Apart from its power as a tale of love and history, Funeral of a Muslim has played a unique role in introducing Islam to Chinese readers, many of whom know little about the Muslim communities that have made up a part of Chinese society for centuries. Apart from descriptions of Muslim customs and rituals, the novel was instrumental in launching public discussion of the essentially multi-cultural nature of China, even stirring up controversy for its direct address of latent ethnic tensions.
It continues to be a favorite with readers for its depiction of the ways in which the strictures of history, culture, and religion influence the courses of individual loves: guiding, shaping, curbing, destroying.
Like to read an English excerpt from the novel? Click here.

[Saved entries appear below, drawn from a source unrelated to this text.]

//! Typed repository for scheduled job rows.

use chrono::{DateTime, Utc};
use sqlx::Row;
use tracing::info;

use reel_models::{JobId, ScheduledJob};

use crate::db::Store;
use crate::error::{StoreError, StoreResult};

/// Repository for scheduled job documents.
pub struct JobRepository {
    store: Store,
}

impl JobRepository {
    /// Create a new job repository.
    pub fn new(store: Store) -> Self {
        Self { store }
    }

    /// Insert a new job row.
    pub async fn create(&self, job: &ScheduledJob) -> StoreResult<()> {
        let data = serde_json::to_string(job)?;
        let result = sqlx::query(
            "INSERT OR IGNORE INTO scheduled_jobs (id, enabled, next_run_at, data) \
             VALUES (?, ?, ?, ?)",
        )
        .bind(job.id.as_str())
        .bind(job.enabled)
        .bind(job.next_run_at.map(|t| t.to_rfc3339()))
        .bind(data)
        .execute(self.store.pool())
        .await?;

        if result.rows_affected() == 0 {
            return Err(StoreError::already_exists(format!("job {}", job.id)));
        }

        info!(job_id = %job.id, name = %job.name, "Created scheduled job");
        Ok(())
    }

    /// Get a job by ID.
    pub async fn get(&self, id: &JobId) -> StoreResult<Option<ScheduledJob>> {
        let row = sqlx::query("SELECT data FROM scheduled_jobs WHERE id = ?")
            .bind(id.as_str())
            .fetch_optional(self.store.pool())
            .await?;

        match row {
            Some(row) => {
                let data: String = row.try_get("data")?;
                Ok(Some(serde_json::from_str(&data)?))
            }
            None => Ok(None),
        }
    }

    /// Get a job, erroring when missing.
    pub async fn get_required(&self, id: &JobId) -> StoreResult<ScheduledJob> {
        self.get(id)
            .await?
            .ok_or_else(|| StoreError::not_found(format!("job {id}")))
    }

    /// Persist the full job document as one atomic row write.
    pub async fn update(&self, job: &ScheduledJob) -> StoreResult<()> {
        let data = serde_json::to_string(job)?;
        let result = sqlx::query(
            "UPDATE scheduled_jobs SET enabled = ?, next_run_at = ?, data = ? WHERE id = ?",
        )
        .bind(job.enabled)
        .bind(job.next_run_at.map(|t| t.to_rfc3339()))
        .bind(data)
        .bind(job.id.as_str())
        .execute(self.store.pool())
        .await?;

        if result.rows_affected() == 0 {
            return Err(StoreError::not_found(format!("job {}", job.id)));
        }
        Ok(())
    }

    /// Delete a job row.
    pub async fn delete(&self, id: &JobId) -> StoreResult<()> {
        let result = sqlx::query("DELETE FROM scheduled_jobs WHERE id = ?")
            .bind(id.as_str())
            .execute(self.store.pool())
            .await?;

        if result.rows_affected() == 0 {
            return Err(StoreError::not_found(format!("job {id}")));
        }
        Ok(())
    }

    /// All jobs, oldest first.
    pub async fn list(&self) -> StoreResult<Vec<ScheduledJob>> {
        let rows = sqlx::query("SELECT data FROM scheduled_jobs ORDER BY id")
            .fetch_all(self.store.pool())
            .await?;

        let mut jobs = Vec::with_capacity(rows.len());
        for row in rows {
            let data: String = row.try_get("data")?;
            jobs.push(serde_json::from_str(&data)?);
        }
        Ok(jobs)
    }

    /// Enabled jobs whose `next_run_at` is at or before `now`.
    ///
    /// RFC 3339 UTC strings compare lexicographically, so the filter runs
    /// in SQL against the indexed column.
    pub async fn list_due(&self, now: DateTime<Utc>) -> StoreResult<Vec<ScheduledJob>> {
        let rows = sqlx::query(
            "SELECT data FROM scheduled_jobs \
             WHERE enabled = 1 AND next_run_at IS NOT NULL AND next_run_at <= ? \
             ORDER BY next_run_at ASC",
        )
        .bind(now.to_rfc3339())
        .fetch_all(self.store.pool())
        .await?;

        let mut jobs = Vec::with_capacity(rows.len());
        for row in rows {
            let data: String = row.try_get("data")?;
            jobs.push(serde_json::from_str(&data)?);
        }
        Ok(jobs)
    }
}

#[cfg(test)]
mod tests {
    use super::*;
    use chrono::TimeZone;

    async fn memory_store() -> Store {
        Store::connect("sqlite::memory:").await.unwrap()
    }

    #[tokio::test]
    async fn test_job_crud() {
        let store = memory_store().await;
        let repo = store.jobs();

        let job = ScheduledJob::new("daily", "0 2 * * *", "tech");
        repo.create(&job).await.unwrap();

        let loaded = repo.get(&job.id).await.unwrap().unwrap();
        assert_eq!(loaded.name, "daily");
        assert!(loaded.enabled);

        let disabled = loaded.set_enabled(false);
        repo.update(&disabled).await.unwrap();
        assert!(!repo.get(&job.id).await.unwrap().unwrap().enabled);

        repo.delete(&job.id).await.unwrap();
        assert!(repo.get(&job.id).await.unwrap().is_none());
        assert!(matches!(
            repo.delete(&job.id).await.unwrap_err(),
            StoreError::NotFound(_)
        ));
    }

    #[tokio::test]
    async fn test_list_due_filters_enabled_and_time() {
        let store = memory_store().await;
        let repo = store.jobs();
        let now = Utc.with_ymd_and_hms(2024, 6, 1, 12, 0, 0).unwrap();

        let mut due = ScheduledJob::new("due", "* * * * *", "a");
        due.next_run_at = Some(now - chrono::Duration::minutes(1));
        repo.create(&due).await.unwrap();

        let mut future = ScheduledJob::new("future", "* * * * *", "b");
        future.next_run_at = Some(now + chrono::Duration::minutes(5));
        repo.create(&future).await.unwrap();

        let mut disabled = ScheduledJob::new("disabled", "* * * * *", "c");
        disabled.next_run_at = Some(now - chrono::Duration::minutes(1));
        disabled.enabled = false;
        repo.create(&disabled).await.unwrap();

        let never_run = ScheduledJob::new("unscheduled", "* * * * *", "d");
        repo.create(&never_run).await.unwrap();

        let due_jobs = repo.list_due(now).await.unwrap();
        assert_eq!(due_jobs.len(), 1);
        assert_eq!(due_jobs[0].name, "due");
    }
}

Several news items reported that at the news conference, Huo Da revealed she is negotiating the rights for a TV series to be based on her novel. The promotion of her novel and the possibility of a regular TV progam come at a time when China is at pains to highlight the fair treatment of Muslims, given the negative publicity generated by the 2014 Kunming train station attack, reportedly carried out by Uyghur separatists, and the government’s fierce crackdown on Uyghur culture in Xinjiang. By comparison with Uyghur, Hui are widely regarded in China as law-abiding, “good” Muslims who are better integrated into mainstream Chinese society.
On the literary translation front that targets international audiences, both Hui and Uyghur writers are getting a helping hand from the authorities. Since 2013, the China Writers Association has subsidized an ongoing project to enable translation and publication of fiction by ethnic writers (当代少数民族文学对外翻译工程), according to Li Jingze, Secretary of the China Writers Association (Export Strategies). Some 54 “projects” were undertaken in 2013-14, and “almost half have been published.”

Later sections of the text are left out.